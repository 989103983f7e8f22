//! # DataHub
//!
//! Backend for a data-analytics dashboard: business metrics with their
//! time-series history, customer segments linked to marketing campaigns,
//! and A/B experiments targeting those segments.
//!
//! ## Features
//!
//! - **SQLite storage**: WAL-mode database with a small connection pool
//! - **Filtered listing**: substring search, exact-match filters and pagination
//! - **Aggregates**: metric status counts, customer totals, time series
//! - **REST API**: JSON over HTTP with Axum
//!
//! ## Modules
//!
//! - [`store`]: Connections, schema and column codecs
//! - [`model`]: Create / Update / Response shapes
//! - [`service`]: Query and aggregation services
//! - [`api`]: REST API server with Axum
//! - [`config`]: File and environment configuration
//!
//! ## Quick Start
//!
//! ```rust,no_run
//! use datahub::model::{MetricCreate, Pagination};
//! use datahub::service::{MetricFilter, MetricService};
//! use datahub::store::{Database, StoreConfig};
//!
//! fn main() -> Result<(), Box<dyn std::error::Error>> {
//!     let db = Database::open(StoreConfig::new("datahub.db"))?;
//!     let session = db.session()?;
//!
//!     let metric = MetricService::create(
//!         &session,
//!         MetricCreate {
//!             name: "Monthly Revenue".to_string(),
//!             category: Some("sales".to_string()),
//!             ..Default::default()
//!         },
//!     )?;
//!
//!     let page = MetricService::list(&session, Pagination::default(), &MetricFilter::default())?;
//!     println!("{} of {} metrics, newest id {}", page.items.len(), page.total, metric.id);
//!
//!     Ok(())
//! }
//! ```

pub mod api;
pub mod config;
pub mod model;
pub mod service;
pub mod store;

// Re-export top-level types for convenience
pub use api::{build_router, serve, ApiError, AppState};

pub use config::{ApiConfig, Config, ConfigError, DatabaseConfig, LoadedConfig, LoggingConfig};

pub use model::{Page, Pagination, ValidationError};

pub use service::{
    CampaignService, ExperimentService, MetricService, SegmentService, ServiceError,
    StatsService,
};

pub use store::{Database, Session, StoreConfig, StoreError, StoreResult};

****************************************

◆ **Task to complete**: Please copy every line of the material that contains the word "REST".

◆ **Task response**:
//! - **REST API**: JSON over HTTP with Axum
//! - [`api`]: REST API server with Axum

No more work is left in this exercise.